🗣️Fala, Helê 👩🏾🦳
Minha mãe morreu. Já há alguns dias, mas esta é a primeira vez que escrevo essa frase impronunciável porque parece que cada uma da letras arranha minha pele de um jeito insuportável. Por isso tenho recorrido a sinônimos e metáforas — faleceu, não resistiu, fez a passagem, essas pelúcias da linguagem contra a aspereza da realidade. Na minha cabeça ecoa “perdi minha mãe”, esse jeito infantil de se dizer que não tem mais quem sempre esteve aqui — no início era a mãe, antes do verbo. Interessante essa expressão porque remonta a um dos grandes medos da infância, o de se perder da mãe e não ser encontrada. Agora, aos 55 anos, me perdi completa e irreversivelmente da minha; um desamparado assustador me abocanhou.

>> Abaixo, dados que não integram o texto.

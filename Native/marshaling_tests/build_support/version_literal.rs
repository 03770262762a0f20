/// Renders the generated `version.rs`: a `&str` constant and a terminated
/// byte-string copy. Byte strings only accept ASCII, so the bytes are escaped
/// individually rather than reusing the `str` escapes.
fn version_source(version: &str) -> String {
    let mut terminated = version.as_bytes().to_vec();
    terminated.push(0);

    format!(
        "pub const VERSION: &str = \"{}\";\npub const VERSION_CSTR: &[u8] = b\"{}\";\n",
        version.escape_default(),
        terminated.escape_ascii()
    )
}
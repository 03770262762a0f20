//! String utilities for FFI.
//!
//! Two ownership rules apply to strings leaving this library:
//! static strings (`GetLPSTR`, `GetLibraryVersion`, ...) are never freed, and
//! allocated strings (`DuplicateLPSTR`, `GetSurfaceManifestJson`) must be
//! released with [`FreeLPSTR`] exactly once.

use std::ffi::{CStr, CString};
use std::os::raw::c_char;

use crate::error::ParseError;

/// Allocates a C copy of `s`. Returns null if `s` contains an interior NUL.
pub fn rust_str_to_c(s: &str) -> *mut c_char {
    match CString::new(s) {
        Ok(c_string) => c_string.into_raw(),
        Err(_) => std::ptr::null_mut(),
    }
}

/// Borrows a caller-owned C string as UTF-8.
///
/// # Safety
/// `ptr` must be null or point to a zero-terminated byte sequence that outlives `'a`.
pub unsafe fn c_str_to_rust<'a>(ptr: *const c_char) -> Result<&'a str, ParseError> {
    if ptr.is_null() {
        return Err(ParseError::NullPointer);
    }
    Ok(CStr::from_ptr(ptr).to_str()?)
}

/// Views a static, terminated byte literal as a C string pointer.
pub(crate) const fn static_c_ptr(bytes: &'static [u8]) -> *const c_char {
    bytes.as_ptr() as *const c_char
}

/// Returns a library-allocated copy of `input`.
///
/// # Returns
/// * Pointer to the copy (caller must free with `FreeLPSTR`)
/// * null if `input` is null or not valid UTF-8
///
/// # Safety
/// * `input` must be null or a valid null-terminated C string
#[no_mangle]
#[allow(non_snake_case)]
pub extern "C" fn DuplicateLPSTR(input: *const c_char) -> *mut c_char {
    match unsafe { c_str_to_rust(input) } {
        Ok(s) => rust_str_to_c(s),
        Err(e) => {
            tracing::debug!(error = %e, "DuplicateLPSTR rejected input");
            std::ptr::null_mut()
        }
    }
}

/// Releases a string allocated by this library.
///
/// # Safety
/// * `buffer` must be null or a pointer returned by `DuplicateLPSTR` or
///   `GetSurfaceManifestJson` that has not been freed yet
/// * Never pass the static pointers returned by `GetLPSTR` or `GetLibraryVersion`
#[no_mangle]
#[allow(non_snake_case)]
pub extern "C" fn FreeLPSTR(buffer: *mut c_char) {
    if buffer.is_null() {
        return;
    }
    tracing::trace!("releasing library-allocated string");
    unsafe {
        let _ = CString::from_raw(buffer);
    }
}
//! Error types and status codes for FFI operations.
//!
//! All status codes use `#[repr(C)]` for direct marshaling to C#.

use std::num::{IntErrorKind, ParseIntError};
use std::os::raw::c_char;
use std::str::Utf8Error;

use thiserror::Error;

/// Status codes returned by the explicit-error exports.
///
/// 0 = success, non-zero = error.
///
/// # C# Mapping
/// ```csharp
/// public enum MarshalStatus : int {
///     Success = 0,
///     NullPointer = 1,
///     InvalidUtf8 = 2,
///     // ...
/// }
/// ```
#[repr(C)]
#[derive(Debug, Clone, Copy, PartialEq, Eq, Hash, Default)]
pub enum MarshalStatus {
    /// Operation completed successfully
    #[default]
    Success = 0,

    /// Null pointer was passed where a valid pointer was required
    NullPointer = 1,

    /// Invalid encoding in string parameter (UTF-8 or UTF-16)
    InvalidUtf8 = 2,

    /// Input text was empty
    EmptyInput = 3,

    /// Input text contained a character that is not a decimal digit
    InvalidDigit = 4,

    /// Parsed value does not fit in a 32-bit signed integer
    Overflow = 5,

    /// JSON serialization error
    JsonError = 6,

    /// Internal error (bug in the library)
    InternalError = 7,

    /// Unknown or unclassified error
    Unknown = 255,
}

impl MarshalStatus {
    /// Every status code, in declaration order.
    pub const ALL: [MarshalStatus; 9] = [
        MarshalStatus::Success,
        MarshalStatus::NullPointer,
        MarshalStatus::InvalidUtf8,
        MarshalStatus::EmptyInput,
        MarshalStatus::InvalidDigit,
        MarshalStatus::Overflow,
        MarshalStatus::JsonError,
        MarshalStatus::InternalError,
        MarshalStatus::Unknown,
    ];

    /// Returns true if this status indicates success.
    #[inline]
    pub fn is_success(self) -> bool {
        self == MarshalStatus::Success
    }

    /// Returns true if this status indicates an error.
    #[inline]
    pub fn is_error(self) -> bool {
        self != MarshalStatus::Success
    }

    /// Returns a human-readable description of this status.
    pub fn description(self) -> &'static str {
        let text = self.description_cstr();
        // Strip the terminator kept for the FFI copy.
        &text[..text.len() - 1]
    }

    fn description_cstr(self) -> &'static str {
        match self {
            MarshalStatus::Success => "Operation completed successfully\0",
            MarshalStatus::NullPointer => "Null pointer provided\0",
            MarshalStatus::InvalidUtf8 => "Invalid string encoding\0",
            MarshalStatus::EmptyInput => "Input text is empty\0",
            MarshalStatus::InvalidDigit => "Input text is not a decimal integer\0",
            MarshalStatus::Overflow => "Value out of range for a 32-bit integer\0",
            MarshalStatus::JsonError => "JSON serialization error\0",
            MarshalStatus::InternalError => "Internal error\0",
            MarshalStatus::Unknown => "Unknown error\0",
        }
    }
}

/// Failure to read a 32-bit integer out of caller-supplied text.
#[derive(Debug, Clone, PartialEq, Eq, Error)]
pub enum ParseError {
    #[error("null pointer provided")]
    NullPointer,

    #[error("invalid string encoding")]
    InvalidEncoding,

    #[error("input text is empty")]
    Empty,

    #[error("input text is not a decimal integer")]
    InvalidDigit,

    #[error("value out of range for a 32-bit integer")]
    Overflow,
}

impl ParseError {
    /// The status code reported across the boundary for this error.
    pub fn status(&self) -> MarshalStatus {
        match self {
            ParseError::NullPointer => MarshalStatus::NullPointer,
            ParseError::InvalidEncoding => MarshalStatus::InvalidUtf8,
            ParseError::Empty => MarshalStatus::EmptyInput,
            ParseError::InvalidDigit => MarshalStatus::InvalidDigit,
            ParseError::Overflow => MarshalStatus::Overflow,
        }
    }
}

impl From<ParseIntError> for ParseError {
    fn from(error: ParseIntError) -> Self {
        match error.kind() {
            IntErrorKind::Empty => ParseError::Empty,
            IntErrorKind::PosOverflow | IntErrorKind::NegOverflow => ParseError::Overflow,
            // A lone sign is reported as InvalidDigit by std
            _ => ParseError::InvalidDigit,
        }
    }
}

impl From<Utf8Error> for ParseError {
    fn from(_: Utf8Error) -> Self {
        ParseError::InvalidEncoding
    }
}

impl TryFrom<i32> for MarshalStatus {
    type Error = i32;

    /// Maps a raw code received from foreign code; undeclared codes are returned as the error.
    fn try_from(code: i32) -> Result<Self, Self::Error> {
        MarshalStatus::ALL
            .into_iter()
            .find(|status| *status as i32 == code)
            .ok_or(code)
    }
}

impl MarshalStatus {
    /// Reads a raw code, treating undeclared values as `Unknown`.
    pub fn from_code(code: i32) -> Self {
        MarshalStatus::try_from(code).unwrap_or(MarshalStatus::Unknown)
    }
}

impl From<ParseError> for MarshalStatus {
    fn from(error: ParseError) -> Self {
        error.status()
    }
}

// FFI Exports

/// Returns a human-readable description of a status code.
///
/// Takes the raw integer so any value a caller passes is defined behavior;
/// codes outside [`MarshalStatus`] describe as `Unknown`.
///
/// # Safety
/// The returned pointer is valid for the lifetime of the program (static).
/// Do not free this pointer.
#[no_mangle]
#[allow(non_snake_case)]
pub extern "C" fn MarshalStatusDescription(status: i32) -> *const c_char {
    MarshalStatus::from_code(status).description_cstr().as_ptr() as *const c_char
}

Ao tomar as primeiras providências práticas, junto com meu irmão, considerei tudo uma cansativa gincana burocrática. Mas talvez seja apenas o peso de ser o adulto na sala, e ter que tomar decisões e providências que ninguém mais pode nem deve tomar. A gente acha que vira adulto em vários momentos na vida: aos 18 (que bobagem), ao sair de casa, ao ter filho. Achei que já tinha completado a cartela e era uma adulta completa, mas constatei, surpresa, que perder a mãe te transforma num adulto sênior. Ainda bem que o pai segue firme (deus conserve!), última instância superior preservada (toc toc toc na madeira).

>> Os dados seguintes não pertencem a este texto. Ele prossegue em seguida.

//! Backoff and rate-limit policy for GitHub requests.
//!
//! Transient failures get three attempts with exponential backoff. An
//! exhausted quota (HTTP 403 with `x-ratelimit-remaining: 0`) is not a
//! failure: the caller waits for the reported reset and repeats the same
//! request, up to [`MAX_RATE_LIMIT_WAITS`] times per request.

use backon::ExponentialBuilder;
use std::collections::BTreeMap;
use std::time::Duration;

pub const MAX_ATTEMPTS: usize = 3;
pub const MIN_BACKOFF: Duration = Duration::from_secs(4);
pub const MAX_BACKOFF: Duration = Duration::from_secs(10);
pub const MAX_RATE_LIMIT_WAITS: usize = 5;
pub const RATE_LIMIT_MARGIN_SECS: u64 = 1;

/// Exponential backoff for transient failures: 4s, 8s, capped at 10s.
pub fn retry_backoff() -> ExponentialBuilder {
    ExponentialBuilder::default()
        .with_factor(2.0)
        .with_min_delay(MIN_BACKOFF)
        .with_max_delay(MAX_BACKOFF)
        // retries after the first attempt
        .with_max_times(MAX_ATTEMPTS - 1)
}

pub trait Sleeper: Send + Sync {
    fn sleep(&self, duration: Duration);
}

pub struct ThreadSleeper;

impl Sleeper for ThreadSleeper {
    fn sleep(&self, duration: Duration) {
        std::thread::sleep(duration);
    }
}

#[derive(Debug, Clone, Copy, PartialEq, Eq, Default)]
pub struct RateLimitState {
    pub remaining: Option<u64>,
    pub reset_epoch_secs: Option<u64>,
}

impl RateLimitState {
    /// Header names are expected in lowercase.
    pub fn from_headers(headers: &BTreeMap<String, String>) -> Self {
        let parse = |name: &str| {
            headers
                .get(name)
                .and_then(|v| v.trim().parse::<u64>().ok())
        };
        Self {
            remaining: parse("x-ratelimit-remaining"),
            reset_epoch_secs: parse("x-ratelimit-reset"),
        }
    }

    /// How long to wait before repeating a request, if the quota is exhausted.
    pub fn exhausted_wait(&self, now_epoch_secs: u64) -> Option<Duration> {
        if self.remaining != Some(0) {
            return None;
        }
        let reset = self.reset_epoch_secs?;
        let secs = reset.saturating_sub(now_epoch_secs) + RATE_LIMIT_MARGIN_SECS;
        Some(Duration::from_secs(secs))
    }
}
use anyhow::Result;
use std::path::{Path, PathBuf};
use tracing::info;

use crate::commands::CommandReport;
use crate::digest::chunk::estimate_tokens;
use crate::digest::config::{Credentials, DigestConfig, load_config_with};
use crate::digest::llm::{ChatBackend, LlmClient};
use crate::digest::store::{context_label, load_issue_documents, write_summary};
use crate::digest::summarize::Summarizer;

#[derive(Debug, Clone, Default)]
pub struct SummarizeOptions {
    pub repo_name: String,
    pub issues_dir: Option<PathBuf>,
    pub output_dir: Option<PathBuf>,
    pub provider: Option<String>,
    pub model: Option<String>,
    pub token_budget: Option<usize>,
}

impl SummarizeOptions {
    pub fn apply(&self, cfg: &mut DigestConfig) {
        if let Some(dir) = &self.issues_dir {
            cfg.output.issues_dir = dir.clone();
        }
        if let Some(dir) = &self.output_dir {
            cfg.output.summaries_dir = dir.clone();
        }
        if let Some(provider) = &self.provider {
            cfg.llm.provider = provider.clone();
        }
        if let Some(model) = &self.model {
            cfg.llm.model = Some(model.clone());
        }
        if let Some(budget) = self.token_budget {
            cfg.llm.token_budget = budget;
        }
    }
}

#[derive(Debug, Clone)]
pub struct SummaryJob<'a> {
    pub repo_name: &'a str,
    pub issues_dir: &'a Path,
    pub summaries_dir: &'a Path,
    pub token_budget: usize,
    pub provider: &'a str,
    pub model: &'a str,
}

#[derive(Debug, Clone)]
pub struct SummaryFile {
    pub path: PathBuf,
    pub document_count: usize,
    pub chunk_count: usize,
}

/// Loads the saved documents, summarizes them, and writes the summary file.
pub fn summarize_saved_documents<C: ChatBackend>(
    chat: &C,
    job: &SummaryJob<'_>,
) -> Result<SummaryFile> {
    let documents = load_issue_documents(job.repo_name, job.issues_dir)?;
    info!(repo = job.repo_name, files = documents.len(), "loaded issue documents");

    let combined = documents
        .iter()
        .map(|doc| doc.content.as_str())
        .collect::<Vec<_>>()
        .join("\n\n");
    let label = context_label(job.repo_name);

    let outcome =
        Summarizer::new(chat, job.token_budget, estimate_tokens).summarize(&combined, &label)?;
    let path = write_summary(
        job.summaries_dir,
        job.repo_name,
        &label,
        job.provider,
        job.model,
        &outcome.summary,
    )?;
    info!(path = %path.display(), chunks = outcome.chunk_count, "saved summary");

    Ok(SummaryFile {
        path,
        document_count: documents.len(),
        chunk_count: outcome.chunk_count,
    })
}

pub fn report_summary(report: &mut CommandReport, client: &LlmClient, summary: &SummaryFile) {
    report.detail(format!("provider={}", client.provider()));
    report.detail(format!("model={}", client.model()));
    report.detail(format!("documents={}", summary.document_count));
    report.detail(format!("chunks={}", summary.chunk_count));
    report.detail(format!("summary={}", summary.path.display()));
}

/// Builds the client from fully layered settings; fails before any file or network access.
pub fn build_client(cfg: &DigestConfig) -> Result<LlmClient> {
    let client = LlmClient::new(
        &cfg.llm.provider,
        cfg.llm.model.as_deref(),
        &Credentials::from_env(),
    )?;
    info!(provider = %client.provider(), model = client.model(), "using LLM provider");
    Ok(client)
}

pub fn run(opts: &SummarizeOptions) -> Result<CommandReport> {
    let cfg = load_config_with(|cfg| opts.apply(cfg))?;
    let client = build_client(&cfg)?;

    let summary = summarize_saved_documents(
        &client,
        &SummaryJob {
            repo_name: &opts.repo_name,
            issues_dir: &cfg.output.issues_dir,
            summaries_dir: &cfg.output.summaries_dir,
            token_budget: cfg.llm.token_budget,
            provider: client.provider().label(),
            model: client.model(),
        },
    )?;

    let mut report = CommandReport::new("summarize");
    report_summary(&mut report, &client, &summary);
    Ok(report)
}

Tenho dificuldade em responder à recorrente pergunta “como você está?”, ela parece guardar expectativas que eu não sei exatamente quais são, nem como atendê-las (tenho que?). Estou muito triste; olho pra vida como se tivesse caído um véu sobre todas as coisas, um filtro que torna tudo meio embaçado, sem viço. No meio de um verão escaldante, de um fevereiro realmente infernal, de repente tudo ficou um tom abaixo, uma nota menor, uma luz mais fraca. Não estou conseguindo lidar com o silêncio: estou sempre lendo vendo ouvindo alguma coisa, tentando impedir, sem sucesso, o fluxo continuo das cenas dos dias finais da mãe, constantemente reprisados na minha cabeça.
Tristeza, algum assombro, medos mais e menos difusos, já saudade. Mas não tenho desesperos maiores, ou revoltas inconformadas. Aceitação. O carinho avassalador dos meus amigos e amigas, mais uma vez, me amparou e tem me sustentado, vigilante. Veio amor de todo jeito, dos mais distantes lugares — minha mãe ficaria satisfeita (ficou? está? não sei como conjugar. Pra depois: rever umas crenças).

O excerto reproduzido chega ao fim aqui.